DynamoDB Accelerator (DAX):
DAX is a
caching
service promoting rapid response times and cost savings for certain use cases. A caching service applies the
Pareto principle
(aka the 80/20 rule) to in-memory data retrieval (i.e., for apps where a relatively small amount of data is most frequently accessed). DAX enables provisioning a cluster of cache servers (aka cache cluster
nodes)
. DAX assumes that an EC2 instance,
running DAX client software, executes DynamoDB API data requests. DAX client software sends all data requests to the DAX cluster. If DAX finds the data in cache (i.e., a
cache hit
of data previously retrieved from Dynamo tables), then DAX directly replies to the application.
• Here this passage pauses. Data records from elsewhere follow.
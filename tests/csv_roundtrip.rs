// tests/csv_roundtrip.rs
//
// The exported CSV must recover the same (title, source, link, date)
// tuples as the in-memory table, including text with embedded commas,
// quotes, and newlines.

use std::collections::BTreeSet;

use chrono::NaiveDate;

use ai_news_dashboard::export;
use ai_news_dashboard::NewsItem;

fn item(title: &str, desc: &str, link: &str, source: &str, ymd: (i32, u32, u32)) -> NewsItem {
    NewsItem {
        title: title.to_string(),
        description: desc.to_string(),
        link: link.to_string(),
        source: source.to_string(),
        date: NaiveDate::from_ymd_opt(ymd.0, ymd.1, ymd.2).unwrap(),
    }
}

#[test]
fn export_reimport_recovers_identity_tuples() {
    let rows = vec![
        item(
            "Chips, models, and money",
            "a \"quoted\" aside, with commas",
            "https://ai-wire.test/1",
            "AI Wire",
            (2024, 1, 1),
        ),
        item(
            "Multi\nline title",
            "",
            "https://ai-wire.test/2",
            "Lab, Inc.",
            (2024, 2, 29),
        ),
    ];

    let csv_text = export::to_csv(&rows).unwrap();
    let back = export::from_csv(&csv_text).unwrap();

    let tuples = |v: &[NewsItem]| -> BTreeSet<(String, String, String, String)> {
        v.iter()
            .map(|it| {
                (
                    it.title.clone(),
                    it.source.clone(),
                    it.link.clone(),
                    it.date.to_string(),
                )
            })
            .collect()
    };
    assert_eq!(tuples(&back), tuples(&rows));
    // Full rows survive too, description included.
    assert_eq!(back, rows);
}

#[test]
fn export_uses_canonical_header_and_filename() {
    let csv_text = export::to_csv(&[]).unwrap();
    assert!(csv_text.starts_with("Title,Description,Link,Source,Date"));
    assert_eq!(export::EXPORT_FILE_NAME, "ai_news.csv");
}
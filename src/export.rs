// src/export.rs
//
// CSV export of the filtered/sorted table. Column order matches the
// display fields; quoting/escaping is RFC 4180 via the csv crate, so text
// containing commas, quotes, or newlines round-trips losslessly.

use anyhow::{Context, Result};

use crate::model::NewsItem;

/// Fixed download filename offered to the browser.
pub const EXPORT_FILE_NAME: &str = "ai_news.csv";

const HEADER: [&str; 5] = ["Title", "Description", "Link", "Source", "Date"];

/// Serialize the table to CSV (UTF-8, header row, dates as `YYYY-MM-DD`).
pub fn to_csv(items: &[NewsItem]) -> Result<String> {
    let mut w = csv::Writer::from_writer(Vec::new());
    w.write_record(HEADER).context("writing csv header")?;
    for it in items {
        w.write_record([
            it.title.as_str(),
            it.description.as_str(),
            it.link.as_str(),
            it.source.as_str(),
            &it.date.format("%Y-%m-%d").to_string(),
        ])
        .context("writing csv record")?;
    }
    let bytes = w.into_inner().context("flushing csv writer")?;
    String::from_utf8(bytes).context("csv output was not utf-8")
}

/// Parse CSV produced by [`to_csv`] back into a table. Rows with an
/// unparseable date are rejected; the export path never produces them.
pub fn from_csv(data: &str) -> Result<Vec<NewsItem>> {
    let mut r = csv::Reader::from_reader(data.as_bytes());
    let mut out = Vec::new();
    for rec in r.records() {
        let rec = rec.context("reading csv record")?;
        let field = |i: usize| rec.get(i).unwrap_or_default().to_string();
        out.push(NewsItem {
            title: field(0),
            description: field(1),
            link: field(2),
            source: field(3),
            date: rec
                .get(4)
                .unwrap_or_default()
                .parse()
                .context("parsing csv date column")?,
        });
    }
    Ok(out)
}

#[cfg(test)]
mod tests {
    use super::*;
    use chrono::NaiveDate;

    fn item(title: &str, desc: &str) -> NewsItem {
        NewsItem {
            title: title.to_string(),
            description: desc.to_string(),
            link: "https://example.test/a".to_string(),
            source: "X".to_string(),
            date: NaiveDate::from_ymd_opt(2024, 1, 1).unwrap(),
        }
    }

    #[test]
    fn header_row_and_date_format() {
        let out = to_csv(&[item("A", "d")]).unwrap();
        let mut lines = out.lines();
        assert_eq!(lines.next(), Some("Title,Description,Link,Source,Date"));
        assert_eq!(lines.next(), Some("A,d,https://example.test/a,X,2024-01-01"));
    }

    #[test]
    fn embedded_commas_and_quotes_round_trip() {
        let rows = vec![
            item("Hello, world", "say \"hi\""),
            item("line\nbreak", ""),
        ];
        let csv_text = to_csv(&rows).unwrap();
        let back = from_csv(&csv_text).unwrap();
        assert_eq!(back, rows);
    }

    #[test]
    fn empty_table_exports_header_only() {
        let out = to_csv(&[]).unwrap();
        assert_eq!(out.trim_end(), "Title,Description,Link,Source,Date");
    }
}
// src/config.rs
use anyhow::{anyhow, Context, Result};
use serde::{Deserialize, Serialize};
use std::fs;
use std::path::{Path, PathBuf};

const ENV_PATH: &str = "DASHBOARD_CONFIG_PATH";

/// Refresh intervals the dashboard offers, in seconds.
pub const ALLOWED_REFRESH_INTERVALS: [u64; 4] = [30, 60, 120, 300];

fn default_cache_ttl_secs() -> u64 {
    60
}
fn default_refresh_interval_secs() -> u64 {
    60
}
fn default_bind_addr() -> String {
    "0.0.0.0:8000".to_string()
}

/// One RSS feed to aggregate.
#[derive(Debug, Clone, PartialEq, Eq, Serialize, Deserialize)]
pub struct FeedConfig {
    /// Publisher label shown in the Source column, e.g. "TechCrunch".
    pub name: String,
    pub url: String,
}

#[derive(Debug, Clone, Serialize, Deserialize)]
pub struct DashboardConfig {
    #[serde(default = "default_cache_ttl_secs")]
    pub cache_ttl_secs: u64,
    #[serde(default)]
    pub auto_refresh: bool,
    #[serde(default = "default_refresh_interval_secs")]
    pub refresh_interval_secs: u64,
    #[serde(default = "default_bind_addr")]
    pub bind_addr: String,
    #[serde(default = "DashboardConfig::default_feeds")]
    pub feeds: Vec<FeedConfig>,
}

impl Default for DashboardConfig {
    fn default() -> Self {
        Self {
            cache_ttl_secs: default_cache_ttl_secs(),
            auto_refresh: false,
            refresh_interval_secs: default_refresh_interval_secs(),
            bind_addr: default_bind_addr(),
            feeds: Self::default_feeds(),
        }
    }
}

impl DashboardConfig {
    /// Built-in seed of AI news feeds, used when no config file is found.
    pub fn default_feeds() -> Vec<FeedConfig> {
        [
            ("TechCrunch", "https://techcrunch.com/category/artificial-intelligence/feed/"),
            ("VentureBeat", "https://venturebeat.com/category/ai/feed/"),
            ("MIT Technology Review", "https://www.technologyreview.com/topic/artificial-intelligence/feed"),
            ("The Verge", "https://www.theverge.com/rss/ai-artificial-intelligence/index.xml"),
        ]
        .into_iter()
        .map(|(name, url)| FeedConfig {
            name: name.to_string(),
            url: url.to_string(),
        })
        .collect()
    }

    /// Load config from an explicit path. Supports TOML or JSON formats.
    pub fn load_from(path: &Path) -> Result<Self> {
        let content = fs::read_to_string(path)
            .with_context(|| format!("reading dashboard config from {}", path.display()))?;
        let ext = path
            .extension()
            .and_then(|s| s.to_str())
            .unwrap_or_default()
            .to_ascii_lowercase();
        let mut cfg = parse_config(&content, ext.as_str())?;
        cfg.sanitize();
        Ok(cfg)
    }

    /// Load config using env var + fallbacks:
    /// 1) $DASHBOARD_CONFIG_PATH
    /// 2) config/dashboard.toml
    /// 3) config/dashboard.json
    /// 4) built-in defaults
    pub fn load_default() -> Result<Self> {
        if let Ok(p) = std::env::var(ENV_PATH) {
            let pb = PathBuf::from(p);
            if pb.exists() {
                return Self::load_from(&pb);
            } else {
                return Err(anyhow!("DASHBOARD_CONFIG_PATH points to non-existent path"));
            }
        }
        let toml_p = PathBuf::from("config/dashboard.toml");
        if toml_p.exists() {
            return Self::load_from(&toml_p);
        }
        let json_p = PathBuf::from("config/dashboard.json");
        if json_p.exists() {
            return Self::load_from(&json_p);
        }
        Ok(Self::default())
    }

    /// Clamp out-of-catalog values back to safe defaults instead of failing.
    fn sanitize(&mut self) {
        if !ALLOWED_REFRESH_INTERVALS.contains(&self.refresh_interval_secs) {
            tracing::warn!(
                configured = self.refresh_interval_secs,
                fallback = default_refresh_interval_secs(),
                "refresh interval not in the allowed set, using default"
            );
            self.refresh_interval_secs = default_refresh_interval_secs();
        }
        if self.cache_ttl_secs == 0 {
            self.cache_ttl_secs = default_cache_ttl_secs();
        }
        self.feeds.retain(|f| {
            let keep = !f.name.trim().is_empty() && !f.url.trim().is_empty();
            if !keep {
                tracing::warn!(name = %f.name, url = %f.url, "dropping feed with blank name or url");
            }
            keep
        });
    }
}

fn parse_config(s: &str, hint_ext: &str) -> Result<DashboardConfig> {
    // Try TOML first if hinted or content looks like toml.
    let try_toml = hint_ext == "toml" || s.contains("[[feeds]]");
    if try_toml {
        if let Ok(v) = toml::from_str(s) {
            return Ok(v);
        }
    }
    if let Ok(v) = serde_json::from_str(s) {
        return Ok(v);
    }
    if !try_toml {
        if let Ok(v) = toml::from_str(s) {
            return Ok(v);
        }
    }
    Err(anyhow!("unsupported dashboard config format"))
}

#[cfg(test)]
mod tests {
    use super::*;
    use std::{env, fs};

    #[test]
    fn toml_and_json_both_parse() {
        let toml_src = r#"
            cache_ttl_secs = 30
            auto_refresh = true
            refresh_interval_secs = 120

            [[feeds]]
            name = "TechCrunch"
            url = "https://techcrunch.com/feed/"
        "#;
        let cfg = parse_config(toml_src, "toml").unwrap();
        assert_eq!(cfg.cache_ttl_secs, 30);
        assert!(cfg.auto_refresh);
        assert_eq!(cfg.feeds.len(), 1);

        let json_src = r#"{"refresh_interval_secs": 300, "feeds": []}"#;
        let cfg = parse_config(json_src, "json").unwrap();
        assert_eq!(cfg.refresh_interval_secs, 300);
        assert!(!cfg.auto_refresh);
    }

    #[test]
    fn unknown_interval_falls_back_to_default() {
        let mut cfg = DashboardConfig {
            refresh_interval_secs: 45,
            ..DashboardConfig::default()
        };
        cfg.sanitize();
        assert_eq!(cfg.refresh_interval_secs, 60);
    }

    #[test]
    fn blank_feeds_are_dropped() {
        let mut cfg = DashboardConfig {
            feeds: vec![
                FeedConfig {
                    name: "  ".into(),
                    url: "https://x.test/feed".into(),
                },
                FeedConfig {
                    name: "Ok".into(),
                    url: "https://ok.test/feed".into(),
                },
            ],
            ..DashboardConfig::default()
        };
        cfg.sanitize();
        assert_eq!(cfg.feeds.len(), 1);
        assert_eq!(cfg.feeds[0].name, "Ok");
    }

    #[serial_test::serial]
    #[test]
    fn load_default_uses_env_then_fallbacks() {
        // Isolate CWD in a temp dir so a real config/ in the repo can't interfere.
        let old = env::current_dir().unwrap();
        let tmp = tempfile::tempdir().unwrap();
        env::set_current_dir(tmp.path()).unwrap();

        env::remove_var(ENV_PATH);

        // No files in the temp CWD: built-in defaults.
        let cfg = DashboardConfig::load_default().unwrap();
        assert_eq!(cfg.cache_ttl_secs, 60);
        assert!(!cfg.feeds.is_empty());

        // Env var takes precedence.
        let p_json = tmp.path().join("dashboard.json");
        fs::write(&p_json, r#"{"cache_ttl_secs": 15}"#).unwrap();
        env::set_var(ENV_PATH, p_json.display().to_string());
        let cfg2 = DashboardConfig::load_default().unwrap();
        assert_eq!(cfg2.cache_ttl_secs, 15);
        env::remove_var(ENV_PATH);

        env::set_current_dir(&old).unwrap();
    }
}
// src/error.rs
use chrono::NaiveDate;

/// Failure taxonomy for the dashboard.
///
/// Validation errors (`EmptySelection`, `InvalidDateRange`) are detected
/// before any filtering runs. `NoData` means the fetch produced an empty
/// table, which is distinct from "no rows matched the filters" (the latter
/// is a legitimate zero-row result, not an error).
#[derive(Debug, thiserror::Error)]
pub enum DashboardError {
    #[error("no news data available; try refreshing later")]
    NoData,

    #[error("select at least one source (or \"All\") to display news")]
    EmptySelection,

    #[error("invalid date range: start {start} is after end {end}")]
    InvalidDateRange { start: NaiveDate, end: NaiveDate },

    /// Anything unexpected (feed I/O, CSV serialization, ...); surfaced as a
    /// generic retryable failure, never an uncaught crash.
    #[error("internal error: {0}")]
    Internal(#[from] anyhow::Error),
}

pub type Result<T> = std::result::Result<T, DashboardError>;
// src/refresh.rs
use metrics::{counter, gauge};
use tokio::task::JoinHandle;

use crate::api::AppState;
use crate::config::{DashboardConfig, ALLOWED_REFRESH_INTERVALS};
use crate::fetch;

#[derive(Clone, Copy, Debug)]
pub struct AutoRefreshCfg {
    pub interval_secs: u64,
}

impl AutoRefreshCfg {
    pub fn from_config(cfg: &DashboardConfig) -> Option<Self> {
        if !cfg.auto_refresh {
            return None;
        }
        // Config sanitizing already clamps to the catalog; guard anyway.
        let interval_secs = if ALLOWED_REFRESH_INTERVALS.contains(&cfg.refresh_interval_secs) {
            cfg.refresh_interval_secs
        } else {
            60
        };
        Some(Self { interval_secs })
    }
}

/// Spawn the auto-refresh ticker: each tick invalidates the cache and
/// refetches so the next render sees fresh data. Ticks never overlap; the
/// next one only starts after the previous fetch fully completed.
pub fn spawn_auto_refresh(cfg: AutoRefreshCfg, state: AppState) -> JoinHandle<()> {
    tokio::spawn(async move {
        let mut ticker = tokio::time::interval(std::time::Duration::from_secs(cfg.interval_secs));
        // The first tick fires immediately; skip it so startup isn't a double fetch.
        ticker.tick().await;
        loop {
            ticker.tick().await;

            state.cache.invalidate();
            let (items, dropped) = fetch::run_once(&state.providers).await;
            let kept = items.len();
            state.cache.put(items);

            counter!("auto_refresh_runs_total").increment(1);
            gauge!("fetch_last_run_ts").set(chrono::Utc::now().timestamp().max(0) as f64);

            tracing::info!(
                target: "refresh",
                kept = kept,
                dropped = dropped,
                interval_secs = cfg.interval_secs,
                "auto-refresh tick"
            );
        }
    })
}

#[cfg(test)]
mod tests {
    use super::*;

    #[test]
    fn disabled_auto_refresh_yields_no_cfg() {
        let cfg = DashboardConfig::default();
        assert!(AutoRefreshCfg::from_config(&cfg).is_none());
    }

    #[test]
    fn enabled_auto_refresh_uses_configured_interval() {
        let cfg = DashboardConfig {
            auto_refresh: true,
            refresh_interval_secs: 120,
            ..DashboardConfig::default()
        };
        let rc = AutoRefreshCfg::from_config(&cfg).unwrap();
        assert_eq!(rc.interval_secs, 120);
    }
}
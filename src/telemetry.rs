// src/telemetry.rs
use axum::{routing::get, Router};
use metrics::gauge;
use metrics_exporter_prometheus::{PrometheusBuilder, PrometheusHandle};

pub struct Metrics {
    pub handle: PrometheusHandle,
}

impl Metrics {
    /// Initialize the Prometheus recorder and expose static gauges for the
    /// feed cache TTL and configured refresh interval.
    pub fn init(cache_ttl_secs: u64, refresh_interval_secs: u64) -> Self {
        // Use default buckets to avoid API differences across crate versions.
        let builder = PrometheusBuilder::new();

        let handle = builder
            .install_recorder()
            .expect("prometheus: install recorder");

        gauge!("feed_cache_ttl_secs").set(cache_ttl_secs as f64);
        gauge!("auto_refresh_interval_secs").set(refresh_interval_secs as f64);

        Self { handle }
    }

    /// Returns a router exposing `/metrics` with the Prometheus exposition format.
    pub fn router(&self) -> Router {
        let handle = self.handle.clone();
        Router::new().route(
            "/metrics",
            get(move || {
                let h = handle.clone();
                async move { h.render() }
            }),
        )
    }
}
If requested data is not found (a
cache miss
), DAX transfers the request to DynamoDB and returns DynamoDB’s response to the application.
DAX Clusters:
A DAX cluster is a kind of
cache cluster which in turn is a kind of
cluster. Because a DAX cluster is a kind of
cache cluster, a DAX cluster inherits a single instance type (i.e., all nodes in a DAX cluster have the same node type) and an SNS topic for communicating event notifications. Because a cache cluster is a kind of
cluster, a DAX cluster indirectly inherits security groups, a subnet group, a parameter group, an engine version, and is a source for event notifications.
DAX Nodes:
A DAX cluster controls a group of one or more nodes and uses vocabulary similar to Aurora and Neptune (i.e., a primary
node and possibly many read replica
nodes). Unlike Redshift nodes (i.e., for MPP and data partitioning), the caching responsibilities for DAX nodes are substantially different. DAX balances DynamoDB API read operations among all DAX cluster nodes. Both the primary node and read replicas can process read operations. DAX maintains both an Item Cache
(for table items accessed by PK) and a Query Cache
(for result sets
from previous queries -- accessed by query parameter values). The primary node performs write operations
to DynamoDB tables. Any changes to cached data on the primary node are synchronized to read replica nodes.
By default, retrievals are eventually consistent
(i.e., data retrieved from cache might be inconsistent with most recent table updates but close enough for most practical purposes). For mission critical apps intolerant of stale
data, DynamoDB optionally overrides eventually consistent read
behavior in favor of strongly consistent reads
(i.e., cache access is bypassed with direct access to fresh data).
DAX read replicas promote scalability (horizontal and vertical) and high availability (automatically failing over to a read replica if a primary node fails).